Sheffield Brightside and Hillsborough is a constituency in South Yorkshire in England. It covers the northern neighbourhoods of the city of Sheffield, including Brightside, Hillsborough, Burngreave, Pitsmoor, Shiregreen, Longley, Shirecliffe, Southey, Wisewood, Wadsley, Wadsley Bridge and Parson Cross.

Sheffield is traditionally an industrial city that grew rapidly during the late 18th and early 19th centuries, with steelmaking and coal mining being the predominant industries. Much of the city was redeveloped after World War II; the city's steel industry made it a target for the Luftwaffe in the Sheffield Blitz. This constituency is one of the most deprived in the country. Most residents live in council estates made up of semi-detached or terraced housing and around half of households are socially rented. The constituency's average house price is less than half the UK average.

Residents of Sheffield Brightside and Hillsborough have a below-average age with a low proportion of retirees. They have low levels of income and homeownership and the child poverty rate is more than double the nationwide figure. Residents generally have low levels of education and a high proportion work in the health and manufacturing sectors. The percentage claiming unemployment benefits is high. White people made up 69% of the population at the 2021 census. Asians, mostly of Pakistani origin, were the largest ethnic minority group at 13% and made up nearly half the population in the Pitsmoor area. Black people were 8% of residents.

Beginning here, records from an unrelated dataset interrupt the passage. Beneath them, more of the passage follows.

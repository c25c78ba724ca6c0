//! Pub/sub broker abstraction.
//!
//! A [`Broker`] moves opaque string payloads between processes over
//! named channels. [`InMemoryBroker`] connects hubs inside one process
//! (single-node deployments and tests); [`RedisBroker`] connects hubs
//! across processes.
//!
//! [`RedisBroker`]: crate::redis::RedisBroker

use std::sync::atomic::{AtomicBool, Ordering};

use async_trait::async_trait;
use dashmap::DashMap;
use tokio::sync::{broadcast, mpsc};
use tracing::{debug, warn};

use crate::error::FanoutError;

/// Payloads buffered per subscription before the forwarder waits.
pub(crate) const SUBSCRIPTION_BUFFER: usize = 1_024;

/// Channel-based publish/subscribe transport.
#[async_trait]
pub trait Broker: Send + Sync {
    /// Establish connections. Safe to call again after a failure.
    async fn connect(&self) -> Result<(), FanoutError>;

    /// Publish `payload` on `channel`.
    async fn publish(&self, channel: &str, payload: String) -> Result<(), FanoutError>;

    /// Receive every payload published on `channel` from now on.
    async fn subscribe(&self, channel: &str) -> Result<mpsc::Receiver<String>, FanoutError>;

    /// Close connections; open subscriptions end.
    async fn close(&self) -> Result<(), FanoutError>;
}

/// Broker that delivers within the current process.
#[derive(Debug)]
pub struct InMemoryBroker {
    channels: DashMap<String, broadcast::Sender<String>>,
    capacity: usize,
    closed: AtomicBool,
}

impl Default for InMemoryBroker {
    fn default() -> Self {
        Self::new(SUBSCRIPTION_BUFFER)
    }
}

impl InMemoryBroker {
    /// Create a broker buffering `capacity` payloads per channel.
    pub fn new(capacity: usize) -> Self {
        Self {
            channels: DashMap::new(),
            capacity: capacity.max(1),
            closed: AtomicBool::new(false),
        }
    }

    fn sender(&self, channel: &str) -> broadcast::Sender<String> {
        self.channels
            .entry(channel.to_owned())
            .or_insert_with(|| broadcast::channel(self.capacity).0)
            .clone()
    }

    fn ensure_open(&self) -> Result<(), FanoutError> {
        if self.closed.load(Ordering::Acquire) {
            return Err(FanoutError::Closed);
        }
        Ok(())
    }
}

#[async_trait]
impl Broker for InMemoryBroker {
    async fn connect(&self) -> Result<(), FanoutError> {
        self.closed.store(false, Ordering::Release);
        Ok(())
    }

    async fn publish(&self, channel: &str, payload: String) -> Result<(), FanoutError> {
        self.ensure_open()?;
        // No subscribers is not an error.
        let receivers = self.sender(channel).send(payload).unwrap_or(0);
        debug!(channel, receivers, "Published to in-memory broker");
        Ok(())
    }

    async fn subscribe(&self, channel: &str) -> Result<mpsc::Receiver<String>, FanoutError> {
        self.ensure_open()?;
        let mut source = self.sender(channel).subscribe();
        let (tx, rx) = mpsc::channel(self.capacity);
        let channel = channel.to_owned();

        tokio::spawn(async move {
            loop {
                match source.recv().await {
                    Ok(payload) => {
                        if tx.send(payload).await.is_err() {
                            break;
                        }
                    }
                    Err(broadcast::error::RecvError::Lagged(n)) => {
                        warn!(channel = %channel, skipped = n, "In-memory subscription lagged");
                    }
                    Err(broadcast::error::RecvError::Closed) => break,
                }
            }
        });

        Ok(rx)
    }

    async fn close(&self) -> Result<(), FanoutError> {
        self.closed.store(true, Ordering::Release);
        // Dropping the senders ends every subscription.
        self.channels.clear();
        Ok(())
    }
}

#[cfg(test)]
#[allow(clippy::unwrap_used)]
mod tests {
    use super::*;

    #[tokio::test]
    async fn subscribers_receive_payloads_in_order() {
        let broker = InMemoryBroker::default();
        let mut a = broker.subscribe("rooms").await.unwrap();
        let mut b = broker.subscribe("rooms").await.unwrap();

        for n in 0..3 {
            broker.publish("rooms", format!("m{n}")).await.unwrap();
        }

        for rx in [&mut a, &mut b] {
            let mut got = Vec::new();
            for _ in 0..3 {
                got.push(rx.recv().await.unwrap());
            }
            assert_eq!(got, ["m0", "m1", "m2"]);
        }
    }

    #[tokio::test]
    async fn channels_are_isolated() {
        let broker = InMemoryBroker::default();
        let mut other = broker.subscribe("other").await.unwrap();
        broker.publish("rooms", String::from("x")).await.unwrap();
        broker.close().await.unwrap();
        assert_eq!(other.recv().await, None);
    }

    #[tokio::test]
    async fn closed_broker_rejects_publish() {
        let broker = InMemoryBroker::default();
        broker.close().await.unwrap();
        assert!(matches!(
            broker.publish("rooms", String::new()).await,
            Err(FanoutError::Closed)
        ));
        broker.connect().await.unwrap();
        assert!(broker.publish("rooms", String::new()).await.is_ok());
    }
}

At the local city council, most of the constituency is represented by the Labour Party with some Green Party councillors in the neighbourhoods in the south and west of the constituency and Reform UK councillors in the north and east. Voters in Sheffield Brightside and Hillsborough strongly supported leaving the European Union in the 2016 referendum; an estimated 63% voted in favour of Brexit compared to the UK-wide figure of 52%.

==History==

Following its review of parliamentary representation in South Yorkshire the Boundary Commission for England recommended substantial changes to the constituency boundaries in Sheffield, to add part of the Sheffield Hillsborough to the whole of the Sheffield Brightside constituency (other than a handful of houses in the corner of Walkley). The rest of the Sheffield Hillsborough constituency formed the southern half of the new Penistone and Stocksbridge seat.

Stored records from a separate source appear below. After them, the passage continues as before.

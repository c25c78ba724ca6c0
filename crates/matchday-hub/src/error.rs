//! Error types for the broadcast hub.
//!
//! [`HubError`] covers admission failures (authentication, rate limits),
//! malformed client frames, and administrative request validation. The
//! same `{error, code, details}` body is used for HTTP responses (via
//! [`IntoResponse`]) and for `error` events pushed over a socket (via
//! [`HubError::to_frame`]).

use axum::http::StatusCode;
use axum::response::{IntoResponse, Response};
use matchday_resilience::RateLimitExceeded;
use matchday_types::{RoomKeyError, SessionId};
use serde_json::{Value, json};

use crate::message::ServerMessage;

/// Errors that can occur in the hub layer.
#[derive(Debug, thiserror::Error)]
pub enum HubError {
    /// The bearer token was missing or did not verify.
    #[error("Authentication error: {0}")]
    Authentication(String),

    /// The caller exceeded a rate limit.
    #[error(transparent)]
    RateLimited(#[from] RateLimitExceeded),

    /// A required payload field was missing or empty.
    #[error("{field} is required")]
    MissingField {
        /// Wire name of the field.
        field: &'static str,
    },

    /// A room key could not be parsed.
    #[error(transparent)]
    InvalidRoom(#[from] RoomKeyError),

    /// The event name is not one the hub handles.
    #[error("unknown event: {0}")]
    UnknownEvent(String),

    /// The frame was not a JSON `{event, data}` object.
    #[error("invalid frame: {0}")]
    InvalidFrame(String),

    /// The session is not registered with this hub.
    #[error("session not found: {0}")]
    SessionNotFound(SessionId),
}

impl HubError {
    /// Machine-readable error code.
    pub const fn code(&self) -> &'static str {
        match self {
            Self::Authentication(_) => "AUTHENTICATION_FAILED",
            Self::RateLimited(_) => "RATE_LIMITED",
            Self::MissingField { .. } | Self::InvalidRoom(_) => "VALIDATION_FAILED",
            Self::UnknownEvent(_) => "UNKNOWN_EVENT",
            Self::InvalidFrame(_) => "INVALID_FRAME",
            Self::SessionNotFound(_) => "SESSION_NOT_FOUND",
        }
    }

    /// HTTP status for this error.
    pub const fn status(&self) -> StatusCode {
        match self {
            Self::Authentication(_) => StatusCode::UNAUTHORIZED,
            Self::RateLimited(_) => StatusCode::TOO_MANY_REQUESTS,
            Self::MissingField { .. }
            | Self::InvalidRoom(_)
            | Self::UnknownEvent(_)
            | Self::InvalidFrame(_) => StatusCode::BAD_REQUEST,
            Self::SessionNotFound(_) => StatusCode::NOT_FOUND,
        }
    }

    fn details(&self) -> Option<Value> {
        match self {
            Self::RateLimited(e) => Some(json!({
                "limit": e.limit,
                "retryAfterMs": u64::try_from(e.retry_after.as_millis()).unwrap_or(u64::MAX),
            })),
            Self::MissingField { field } => Some(json!({ "field": field })),
            _ => None,
        }
    }

    /// The `{error, code, details?}` body.
    pub fn body(&self) -> Value {
        let mut body = json!({
            "error": self.to_string(),
            "code": self.code(),
        });
        if let (Some(details), Some(map)) = (self.details(), body.as_object_mut()) {
            map.insert(String::from("details"), details);
        }
        body
    }

    /// The `error` event sent to a session.
    pub fn to_frame(&self) -> ServerMessage {
        ServerMessage::new("error", self.body())
    }
}

impl IntoResponse for HubError {
    fn into_response(self) -> Response {
        (self.status(), axum::Json(self.body())).into_response()
    }
}

#[cfg(test)]
mod tests {
    use super::*;

    #[test]
    fn missing_field_names_the_field() {
        let err = HubError::MissingField { field: "matchId" };
        let body = err.body();
        assert_eq!(body["error"], "matchId is required");
        assert_eq!(body["code"], "VALIDATION_FAILED");
        assert_eq!(body["details"]["field"], "matchId");
    }

    #[test]
    fn authentication_message_prefix() {
        let err = HubError::Authentication(String::from("token expired"));
        assert!(err.to_string().starts_with("Authentication error: "));
        assert_eq!(err.status(), StatusCode::UNAUTHORIZED);
        assert!(err.body().get("details").is_none());
    }

    #[test]
    fn frame_uses_error_event() {
        let frame = HubError::UnknownEvent(String::from("kick:off")).to_frame();
        assert_eq!(frame.event, "error");
        assert_eq!(frame.data["code"], "UNKNOWN_EVENT");
    }
}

Since its creation, the seat has elected members of the Labour Party; the last instance of either of the two predecessor seats being held by an MP from a party other than Labour was, for both, the period prior to the 1935 general election. Majorities since World War II have been substantial, suggesting a safe seat on historic voting preferences.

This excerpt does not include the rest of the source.